Report each line of the entries that includes "push" by copying it.

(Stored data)
※ ※ ※

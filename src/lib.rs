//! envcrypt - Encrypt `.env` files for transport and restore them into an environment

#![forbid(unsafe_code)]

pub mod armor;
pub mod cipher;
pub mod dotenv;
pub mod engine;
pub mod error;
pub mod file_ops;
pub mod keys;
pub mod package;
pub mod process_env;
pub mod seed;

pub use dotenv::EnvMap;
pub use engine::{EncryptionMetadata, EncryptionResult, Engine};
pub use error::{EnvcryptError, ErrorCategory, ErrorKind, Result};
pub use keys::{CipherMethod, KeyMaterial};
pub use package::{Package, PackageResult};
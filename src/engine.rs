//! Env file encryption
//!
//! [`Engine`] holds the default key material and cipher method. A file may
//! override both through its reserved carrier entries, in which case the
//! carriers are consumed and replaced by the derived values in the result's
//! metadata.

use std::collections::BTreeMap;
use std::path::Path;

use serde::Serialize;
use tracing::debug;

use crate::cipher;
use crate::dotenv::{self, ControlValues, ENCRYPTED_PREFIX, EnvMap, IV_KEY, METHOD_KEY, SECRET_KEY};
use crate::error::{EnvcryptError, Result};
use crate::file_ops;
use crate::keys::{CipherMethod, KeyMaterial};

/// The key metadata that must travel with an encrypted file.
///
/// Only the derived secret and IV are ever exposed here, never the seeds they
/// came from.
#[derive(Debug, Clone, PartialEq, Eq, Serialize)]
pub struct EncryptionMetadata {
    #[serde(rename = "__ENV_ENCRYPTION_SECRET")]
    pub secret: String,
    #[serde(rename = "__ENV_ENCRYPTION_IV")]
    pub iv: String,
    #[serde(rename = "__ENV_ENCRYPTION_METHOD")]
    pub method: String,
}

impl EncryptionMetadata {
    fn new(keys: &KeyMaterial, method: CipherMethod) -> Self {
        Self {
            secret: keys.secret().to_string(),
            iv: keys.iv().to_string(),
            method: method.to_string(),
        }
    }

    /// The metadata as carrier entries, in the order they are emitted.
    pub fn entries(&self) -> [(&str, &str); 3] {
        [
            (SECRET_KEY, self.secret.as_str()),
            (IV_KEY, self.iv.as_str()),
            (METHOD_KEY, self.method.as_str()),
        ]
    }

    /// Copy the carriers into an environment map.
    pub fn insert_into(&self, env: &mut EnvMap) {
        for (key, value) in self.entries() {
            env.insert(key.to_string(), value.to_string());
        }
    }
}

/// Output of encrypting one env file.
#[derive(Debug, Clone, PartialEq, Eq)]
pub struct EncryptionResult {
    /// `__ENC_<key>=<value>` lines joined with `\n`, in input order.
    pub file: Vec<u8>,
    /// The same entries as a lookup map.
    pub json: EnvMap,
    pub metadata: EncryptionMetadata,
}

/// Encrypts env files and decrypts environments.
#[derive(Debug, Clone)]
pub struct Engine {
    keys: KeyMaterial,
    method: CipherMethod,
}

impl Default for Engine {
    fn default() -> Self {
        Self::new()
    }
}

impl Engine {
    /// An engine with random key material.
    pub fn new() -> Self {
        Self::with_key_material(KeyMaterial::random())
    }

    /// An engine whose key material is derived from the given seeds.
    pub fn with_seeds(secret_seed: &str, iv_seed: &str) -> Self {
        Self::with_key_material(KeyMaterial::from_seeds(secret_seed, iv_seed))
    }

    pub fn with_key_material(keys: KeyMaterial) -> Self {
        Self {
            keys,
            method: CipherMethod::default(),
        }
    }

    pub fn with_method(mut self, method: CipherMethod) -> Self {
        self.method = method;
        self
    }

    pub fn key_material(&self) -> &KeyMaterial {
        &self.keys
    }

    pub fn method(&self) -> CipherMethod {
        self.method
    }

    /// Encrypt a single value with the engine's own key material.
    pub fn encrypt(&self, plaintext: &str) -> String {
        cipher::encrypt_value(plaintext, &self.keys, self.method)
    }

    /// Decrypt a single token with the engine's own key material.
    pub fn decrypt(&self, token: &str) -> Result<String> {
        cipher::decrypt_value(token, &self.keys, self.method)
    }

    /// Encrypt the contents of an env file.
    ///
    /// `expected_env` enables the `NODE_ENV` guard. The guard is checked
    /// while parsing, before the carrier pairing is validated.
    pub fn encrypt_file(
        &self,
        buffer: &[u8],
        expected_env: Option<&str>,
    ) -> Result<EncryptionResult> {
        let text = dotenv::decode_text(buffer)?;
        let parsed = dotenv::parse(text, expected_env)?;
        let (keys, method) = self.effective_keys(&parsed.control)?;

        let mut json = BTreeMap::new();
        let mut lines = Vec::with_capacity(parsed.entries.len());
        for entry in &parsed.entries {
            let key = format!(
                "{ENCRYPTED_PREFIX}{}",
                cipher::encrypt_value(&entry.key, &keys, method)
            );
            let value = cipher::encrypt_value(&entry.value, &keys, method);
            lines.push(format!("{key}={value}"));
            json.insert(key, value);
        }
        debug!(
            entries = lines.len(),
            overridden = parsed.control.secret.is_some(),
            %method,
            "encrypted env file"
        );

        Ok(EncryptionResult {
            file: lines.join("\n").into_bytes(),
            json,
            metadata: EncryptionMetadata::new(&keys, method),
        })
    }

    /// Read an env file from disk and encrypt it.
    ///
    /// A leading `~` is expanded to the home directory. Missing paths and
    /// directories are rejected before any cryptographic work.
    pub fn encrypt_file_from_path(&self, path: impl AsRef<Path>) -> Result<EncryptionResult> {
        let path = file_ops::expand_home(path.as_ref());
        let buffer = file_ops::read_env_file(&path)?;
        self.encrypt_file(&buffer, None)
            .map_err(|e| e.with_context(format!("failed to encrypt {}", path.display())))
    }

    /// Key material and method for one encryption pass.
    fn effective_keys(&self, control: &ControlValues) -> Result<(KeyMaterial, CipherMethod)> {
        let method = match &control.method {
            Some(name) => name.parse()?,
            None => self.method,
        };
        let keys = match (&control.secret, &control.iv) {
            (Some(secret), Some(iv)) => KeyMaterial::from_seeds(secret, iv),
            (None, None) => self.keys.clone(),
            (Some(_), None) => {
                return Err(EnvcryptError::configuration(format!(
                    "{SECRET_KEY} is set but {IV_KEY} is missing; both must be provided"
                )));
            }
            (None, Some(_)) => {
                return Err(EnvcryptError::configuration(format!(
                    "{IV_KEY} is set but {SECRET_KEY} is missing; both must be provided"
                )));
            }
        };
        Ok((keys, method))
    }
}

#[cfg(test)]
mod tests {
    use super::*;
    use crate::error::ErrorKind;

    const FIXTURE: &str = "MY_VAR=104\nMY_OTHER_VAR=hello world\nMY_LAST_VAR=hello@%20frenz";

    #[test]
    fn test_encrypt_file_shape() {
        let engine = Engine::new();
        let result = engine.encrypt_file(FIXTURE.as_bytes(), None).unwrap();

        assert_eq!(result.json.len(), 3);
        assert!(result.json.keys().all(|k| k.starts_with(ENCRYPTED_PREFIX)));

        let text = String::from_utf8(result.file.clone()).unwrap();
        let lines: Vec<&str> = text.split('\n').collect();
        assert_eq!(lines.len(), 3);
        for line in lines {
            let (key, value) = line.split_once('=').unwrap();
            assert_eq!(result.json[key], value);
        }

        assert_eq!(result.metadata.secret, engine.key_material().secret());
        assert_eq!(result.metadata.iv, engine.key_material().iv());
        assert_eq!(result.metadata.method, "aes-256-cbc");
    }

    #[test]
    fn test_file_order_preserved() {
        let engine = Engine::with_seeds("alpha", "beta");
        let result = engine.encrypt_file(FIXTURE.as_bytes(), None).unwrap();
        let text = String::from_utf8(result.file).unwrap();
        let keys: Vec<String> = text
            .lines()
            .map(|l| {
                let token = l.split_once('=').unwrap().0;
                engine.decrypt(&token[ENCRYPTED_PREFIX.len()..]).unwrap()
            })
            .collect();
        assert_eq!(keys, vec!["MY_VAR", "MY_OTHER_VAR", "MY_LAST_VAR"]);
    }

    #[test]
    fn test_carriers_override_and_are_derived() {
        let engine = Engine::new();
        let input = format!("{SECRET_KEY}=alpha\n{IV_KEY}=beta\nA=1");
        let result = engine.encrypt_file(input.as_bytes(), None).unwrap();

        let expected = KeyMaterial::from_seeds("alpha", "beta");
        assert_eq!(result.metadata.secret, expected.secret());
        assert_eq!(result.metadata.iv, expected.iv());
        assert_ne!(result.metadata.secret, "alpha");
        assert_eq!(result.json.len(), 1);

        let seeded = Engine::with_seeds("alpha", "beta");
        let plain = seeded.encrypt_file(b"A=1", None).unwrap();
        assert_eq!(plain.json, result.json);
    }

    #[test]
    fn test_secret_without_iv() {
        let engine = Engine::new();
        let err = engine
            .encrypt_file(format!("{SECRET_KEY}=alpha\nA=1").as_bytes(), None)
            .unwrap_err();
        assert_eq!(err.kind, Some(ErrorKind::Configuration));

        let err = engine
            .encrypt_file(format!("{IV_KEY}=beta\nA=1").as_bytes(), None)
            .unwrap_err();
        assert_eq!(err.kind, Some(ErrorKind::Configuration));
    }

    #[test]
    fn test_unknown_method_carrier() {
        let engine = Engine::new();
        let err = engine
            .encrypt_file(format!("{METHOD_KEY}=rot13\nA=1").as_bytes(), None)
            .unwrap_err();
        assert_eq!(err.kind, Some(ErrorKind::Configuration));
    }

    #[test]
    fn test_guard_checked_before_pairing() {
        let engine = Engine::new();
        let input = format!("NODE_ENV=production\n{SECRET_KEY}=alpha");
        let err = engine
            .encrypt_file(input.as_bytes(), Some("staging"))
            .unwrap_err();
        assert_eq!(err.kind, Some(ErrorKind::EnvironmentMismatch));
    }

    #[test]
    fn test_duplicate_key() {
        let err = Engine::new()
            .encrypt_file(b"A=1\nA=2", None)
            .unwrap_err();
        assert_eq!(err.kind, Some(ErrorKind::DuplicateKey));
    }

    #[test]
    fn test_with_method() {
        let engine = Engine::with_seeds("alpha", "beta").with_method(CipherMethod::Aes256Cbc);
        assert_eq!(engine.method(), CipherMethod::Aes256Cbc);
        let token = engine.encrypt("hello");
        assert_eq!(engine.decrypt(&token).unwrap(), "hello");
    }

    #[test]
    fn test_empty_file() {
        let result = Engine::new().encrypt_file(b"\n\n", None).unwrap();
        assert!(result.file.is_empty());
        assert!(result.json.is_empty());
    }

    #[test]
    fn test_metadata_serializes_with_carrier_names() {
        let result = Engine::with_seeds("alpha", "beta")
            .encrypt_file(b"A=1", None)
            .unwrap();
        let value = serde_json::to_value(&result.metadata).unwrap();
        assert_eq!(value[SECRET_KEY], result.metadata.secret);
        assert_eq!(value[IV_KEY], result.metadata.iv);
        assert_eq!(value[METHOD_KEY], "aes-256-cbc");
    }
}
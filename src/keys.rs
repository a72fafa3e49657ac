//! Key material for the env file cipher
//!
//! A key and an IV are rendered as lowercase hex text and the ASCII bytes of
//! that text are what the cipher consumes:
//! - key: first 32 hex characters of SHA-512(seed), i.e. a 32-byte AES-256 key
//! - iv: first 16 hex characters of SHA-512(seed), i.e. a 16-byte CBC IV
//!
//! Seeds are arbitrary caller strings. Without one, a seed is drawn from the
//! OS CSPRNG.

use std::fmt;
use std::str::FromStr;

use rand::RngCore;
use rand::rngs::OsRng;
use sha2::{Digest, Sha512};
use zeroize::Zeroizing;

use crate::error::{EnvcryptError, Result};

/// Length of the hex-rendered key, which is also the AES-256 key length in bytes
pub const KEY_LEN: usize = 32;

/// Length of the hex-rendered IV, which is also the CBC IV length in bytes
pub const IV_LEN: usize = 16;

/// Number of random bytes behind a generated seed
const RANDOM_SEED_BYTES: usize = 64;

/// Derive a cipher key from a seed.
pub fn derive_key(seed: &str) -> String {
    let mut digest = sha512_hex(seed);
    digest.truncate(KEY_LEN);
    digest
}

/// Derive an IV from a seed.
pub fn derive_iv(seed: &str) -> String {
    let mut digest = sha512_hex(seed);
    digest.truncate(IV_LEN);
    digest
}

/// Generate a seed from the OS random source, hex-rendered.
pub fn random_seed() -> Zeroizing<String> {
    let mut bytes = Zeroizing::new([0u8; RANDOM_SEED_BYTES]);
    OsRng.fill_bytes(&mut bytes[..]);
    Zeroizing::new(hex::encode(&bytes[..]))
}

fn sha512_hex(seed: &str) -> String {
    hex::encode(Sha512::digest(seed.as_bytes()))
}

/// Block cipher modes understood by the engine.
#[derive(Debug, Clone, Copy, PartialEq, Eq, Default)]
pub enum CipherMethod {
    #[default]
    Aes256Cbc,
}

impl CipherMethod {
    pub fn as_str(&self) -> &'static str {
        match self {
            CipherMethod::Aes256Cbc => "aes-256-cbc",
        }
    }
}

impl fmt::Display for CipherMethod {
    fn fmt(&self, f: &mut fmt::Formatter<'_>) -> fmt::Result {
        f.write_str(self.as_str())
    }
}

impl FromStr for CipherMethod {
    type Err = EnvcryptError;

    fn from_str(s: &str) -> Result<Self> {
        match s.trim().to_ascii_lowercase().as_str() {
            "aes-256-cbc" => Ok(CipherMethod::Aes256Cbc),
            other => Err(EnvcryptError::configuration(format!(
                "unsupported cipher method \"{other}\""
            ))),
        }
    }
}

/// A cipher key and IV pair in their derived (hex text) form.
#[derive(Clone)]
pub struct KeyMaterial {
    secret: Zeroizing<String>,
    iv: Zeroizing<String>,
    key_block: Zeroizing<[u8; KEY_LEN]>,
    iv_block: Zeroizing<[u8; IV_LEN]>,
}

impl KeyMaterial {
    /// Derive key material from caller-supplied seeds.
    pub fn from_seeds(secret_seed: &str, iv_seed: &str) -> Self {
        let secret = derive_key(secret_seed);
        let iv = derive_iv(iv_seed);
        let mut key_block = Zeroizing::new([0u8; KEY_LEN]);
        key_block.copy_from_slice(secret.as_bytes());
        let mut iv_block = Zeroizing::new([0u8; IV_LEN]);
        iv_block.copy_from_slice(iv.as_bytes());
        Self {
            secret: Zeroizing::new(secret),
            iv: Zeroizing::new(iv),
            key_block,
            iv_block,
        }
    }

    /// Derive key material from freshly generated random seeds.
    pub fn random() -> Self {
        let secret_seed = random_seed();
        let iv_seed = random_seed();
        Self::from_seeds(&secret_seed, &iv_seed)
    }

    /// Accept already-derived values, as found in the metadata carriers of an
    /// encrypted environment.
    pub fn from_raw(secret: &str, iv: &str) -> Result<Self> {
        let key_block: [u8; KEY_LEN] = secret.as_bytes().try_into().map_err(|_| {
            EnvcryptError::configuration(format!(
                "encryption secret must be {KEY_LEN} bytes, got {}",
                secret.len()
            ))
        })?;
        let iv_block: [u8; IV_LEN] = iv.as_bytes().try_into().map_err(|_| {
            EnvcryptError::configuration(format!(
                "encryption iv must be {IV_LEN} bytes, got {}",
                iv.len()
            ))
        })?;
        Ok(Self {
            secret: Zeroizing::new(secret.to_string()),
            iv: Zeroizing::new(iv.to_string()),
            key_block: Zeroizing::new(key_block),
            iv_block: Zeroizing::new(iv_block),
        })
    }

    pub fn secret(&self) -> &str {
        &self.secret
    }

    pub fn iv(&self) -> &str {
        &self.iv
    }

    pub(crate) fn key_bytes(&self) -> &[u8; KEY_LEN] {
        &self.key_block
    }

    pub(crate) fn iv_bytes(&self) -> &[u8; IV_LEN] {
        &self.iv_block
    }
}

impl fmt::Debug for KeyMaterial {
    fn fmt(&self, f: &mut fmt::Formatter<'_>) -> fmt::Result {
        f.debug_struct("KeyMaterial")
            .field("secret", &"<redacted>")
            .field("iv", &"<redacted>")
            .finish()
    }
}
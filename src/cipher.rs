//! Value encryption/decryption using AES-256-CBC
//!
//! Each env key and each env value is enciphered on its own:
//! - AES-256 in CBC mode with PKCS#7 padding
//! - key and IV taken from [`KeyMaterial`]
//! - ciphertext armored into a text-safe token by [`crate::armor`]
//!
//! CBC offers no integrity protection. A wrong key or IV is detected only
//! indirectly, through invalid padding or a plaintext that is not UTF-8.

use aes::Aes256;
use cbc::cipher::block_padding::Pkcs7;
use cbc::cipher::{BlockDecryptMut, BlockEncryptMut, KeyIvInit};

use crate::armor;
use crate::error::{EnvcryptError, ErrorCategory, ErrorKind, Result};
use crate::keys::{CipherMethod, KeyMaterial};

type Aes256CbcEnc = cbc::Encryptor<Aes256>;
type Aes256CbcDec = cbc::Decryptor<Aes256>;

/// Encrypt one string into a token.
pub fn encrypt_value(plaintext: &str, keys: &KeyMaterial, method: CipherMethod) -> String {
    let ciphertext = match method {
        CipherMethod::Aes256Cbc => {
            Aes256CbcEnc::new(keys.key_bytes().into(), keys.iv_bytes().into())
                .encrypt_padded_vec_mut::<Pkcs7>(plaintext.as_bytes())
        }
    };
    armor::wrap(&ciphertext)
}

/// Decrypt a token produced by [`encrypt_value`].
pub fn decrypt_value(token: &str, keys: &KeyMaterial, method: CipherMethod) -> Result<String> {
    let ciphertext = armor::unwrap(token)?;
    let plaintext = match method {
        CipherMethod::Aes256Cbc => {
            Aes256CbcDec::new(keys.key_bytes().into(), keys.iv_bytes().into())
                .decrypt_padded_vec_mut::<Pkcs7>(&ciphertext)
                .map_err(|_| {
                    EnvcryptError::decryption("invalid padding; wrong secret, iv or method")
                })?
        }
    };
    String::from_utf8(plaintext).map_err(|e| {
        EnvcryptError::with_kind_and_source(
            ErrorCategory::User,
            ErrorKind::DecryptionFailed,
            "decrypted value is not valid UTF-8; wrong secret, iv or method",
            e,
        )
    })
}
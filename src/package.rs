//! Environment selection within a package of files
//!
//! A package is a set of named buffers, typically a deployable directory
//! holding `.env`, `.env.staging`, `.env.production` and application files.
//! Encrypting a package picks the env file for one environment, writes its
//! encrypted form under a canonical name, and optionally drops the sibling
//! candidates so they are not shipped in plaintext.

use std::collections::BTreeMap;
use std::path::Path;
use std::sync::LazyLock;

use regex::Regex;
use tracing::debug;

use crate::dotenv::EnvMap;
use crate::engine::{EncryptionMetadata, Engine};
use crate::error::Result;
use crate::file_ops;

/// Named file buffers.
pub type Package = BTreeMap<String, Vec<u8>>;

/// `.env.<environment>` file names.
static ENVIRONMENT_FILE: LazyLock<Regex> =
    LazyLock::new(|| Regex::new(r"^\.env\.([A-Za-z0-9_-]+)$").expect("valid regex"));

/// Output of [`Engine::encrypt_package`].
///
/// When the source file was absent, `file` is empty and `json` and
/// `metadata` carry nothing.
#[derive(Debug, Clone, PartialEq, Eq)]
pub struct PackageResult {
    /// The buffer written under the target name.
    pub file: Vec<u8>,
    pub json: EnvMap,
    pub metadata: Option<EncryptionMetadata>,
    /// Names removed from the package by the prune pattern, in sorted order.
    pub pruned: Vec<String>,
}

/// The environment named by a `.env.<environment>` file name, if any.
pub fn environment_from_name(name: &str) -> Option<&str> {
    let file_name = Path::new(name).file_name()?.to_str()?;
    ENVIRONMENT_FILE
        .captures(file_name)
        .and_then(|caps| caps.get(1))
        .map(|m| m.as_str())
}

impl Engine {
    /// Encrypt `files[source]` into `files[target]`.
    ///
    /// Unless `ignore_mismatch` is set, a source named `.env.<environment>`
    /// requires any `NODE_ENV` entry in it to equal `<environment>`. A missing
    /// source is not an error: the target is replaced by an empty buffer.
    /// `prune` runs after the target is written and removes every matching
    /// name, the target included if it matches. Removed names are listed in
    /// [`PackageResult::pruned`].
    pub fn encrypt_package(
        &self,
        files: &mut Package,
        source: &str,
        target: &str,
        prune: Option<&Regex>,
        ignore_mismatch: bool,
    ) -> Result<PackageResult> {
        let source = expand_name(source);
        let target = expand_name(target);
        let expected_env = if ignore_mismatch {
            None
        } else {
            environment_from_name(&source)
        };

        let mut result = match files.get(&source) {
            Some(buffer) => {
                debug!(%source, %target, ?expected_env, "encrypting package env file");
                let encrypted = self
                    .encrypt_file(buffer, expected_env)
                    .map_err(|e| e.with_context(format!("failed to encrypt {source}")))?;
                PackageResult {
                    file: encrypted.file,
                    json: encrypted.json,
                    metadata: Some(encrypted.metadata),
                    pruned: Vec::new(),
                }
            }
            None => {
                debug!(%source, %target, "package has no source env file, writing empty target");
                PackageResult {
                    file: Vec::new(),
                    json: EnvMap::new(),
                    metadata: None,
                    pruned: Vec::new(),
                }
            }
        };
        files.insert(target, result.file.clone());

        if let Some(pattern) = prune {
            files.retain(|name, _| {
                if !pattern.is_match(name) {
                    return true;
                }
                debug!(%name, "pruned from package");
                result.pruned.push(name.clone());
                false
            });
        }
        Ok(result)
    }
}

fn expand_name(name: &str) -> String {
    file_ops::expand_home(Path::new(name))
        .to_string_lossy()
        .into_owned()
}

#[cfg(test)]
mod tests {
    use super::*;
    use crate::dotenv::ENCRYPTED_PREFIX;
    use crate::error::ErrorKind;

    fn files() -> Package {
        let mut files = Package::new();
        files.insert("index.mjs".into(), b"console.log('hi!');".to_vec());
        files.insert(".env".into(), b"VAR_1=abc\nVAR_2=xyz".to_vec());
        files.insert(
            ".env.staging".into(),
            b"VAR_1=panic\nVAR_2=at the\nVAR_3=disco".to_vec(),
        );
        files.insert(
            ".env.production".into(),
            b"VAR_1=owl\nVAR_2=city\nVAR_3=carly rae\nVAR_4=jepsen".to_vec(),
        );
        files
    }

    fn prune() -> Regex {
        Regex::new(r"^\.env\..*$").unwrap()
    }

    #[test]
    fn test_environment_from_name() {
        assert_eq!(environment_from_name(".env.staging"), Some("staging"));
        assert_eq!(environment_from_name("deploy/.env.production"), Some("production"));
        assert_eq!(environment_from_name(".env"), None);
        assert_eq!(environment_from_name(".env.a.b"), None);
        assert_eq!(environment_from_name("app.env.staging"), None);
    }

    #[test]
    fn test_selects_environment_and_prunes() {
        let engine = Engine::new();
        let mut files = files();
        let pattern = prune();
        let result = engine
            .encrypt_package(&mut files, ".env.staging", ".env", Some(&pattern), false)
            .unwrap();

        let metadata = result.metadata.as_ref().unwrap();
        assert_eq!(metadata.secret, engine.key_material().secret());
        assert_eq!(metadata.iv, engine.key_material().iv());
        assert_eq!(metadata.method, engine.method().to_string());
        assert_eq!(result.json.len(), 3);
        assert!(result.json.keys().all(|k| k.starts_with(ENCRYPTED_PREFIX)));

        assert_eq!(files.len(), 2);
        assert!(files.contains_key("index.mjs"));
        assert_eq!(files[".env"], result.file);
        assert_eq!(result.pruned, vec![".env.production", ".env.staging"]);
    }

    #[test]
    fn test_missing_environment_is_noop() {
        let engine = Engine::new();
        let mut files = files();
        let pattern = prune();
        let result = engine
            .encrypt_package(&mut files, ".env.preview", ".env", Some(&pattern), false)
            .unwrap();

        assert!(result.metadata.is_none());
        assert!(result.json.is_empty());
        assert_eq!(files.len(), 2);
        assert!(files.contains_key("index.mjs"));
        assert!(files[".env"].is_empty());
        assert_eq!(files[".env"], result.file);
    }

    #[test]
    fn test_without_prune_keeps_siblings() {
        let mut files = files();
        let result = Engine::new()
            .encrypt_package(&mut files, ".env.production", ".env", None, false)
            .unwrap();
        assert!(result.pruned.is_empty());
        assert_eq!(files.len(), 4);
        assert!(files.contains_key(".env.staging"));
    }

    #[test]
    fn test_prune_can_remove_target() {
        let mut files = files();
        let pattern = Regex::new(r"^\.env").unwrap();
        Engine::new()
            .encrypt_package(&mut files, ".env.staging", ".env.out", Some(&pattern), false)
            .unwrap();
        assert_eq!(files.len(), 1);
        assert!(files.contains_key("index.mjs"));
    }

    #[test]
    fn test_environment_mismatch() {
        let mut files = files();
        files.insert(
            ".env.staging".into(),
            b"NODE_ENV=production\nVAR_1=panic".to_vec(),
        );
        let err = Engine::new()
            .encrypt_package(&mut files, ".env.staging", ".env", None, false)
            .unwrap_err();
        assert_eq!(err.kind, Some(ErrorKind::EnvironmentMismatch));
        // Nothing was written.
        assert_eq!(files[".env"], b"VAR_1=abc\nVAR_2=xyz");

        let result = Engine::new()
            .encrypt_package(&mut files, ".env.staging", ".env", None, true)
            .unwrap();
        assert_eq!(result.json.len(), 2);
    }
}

※ ※ ※

**Solution**
            lines.push(format!("{key}={value}"));
                result.pruned.push(name.clone());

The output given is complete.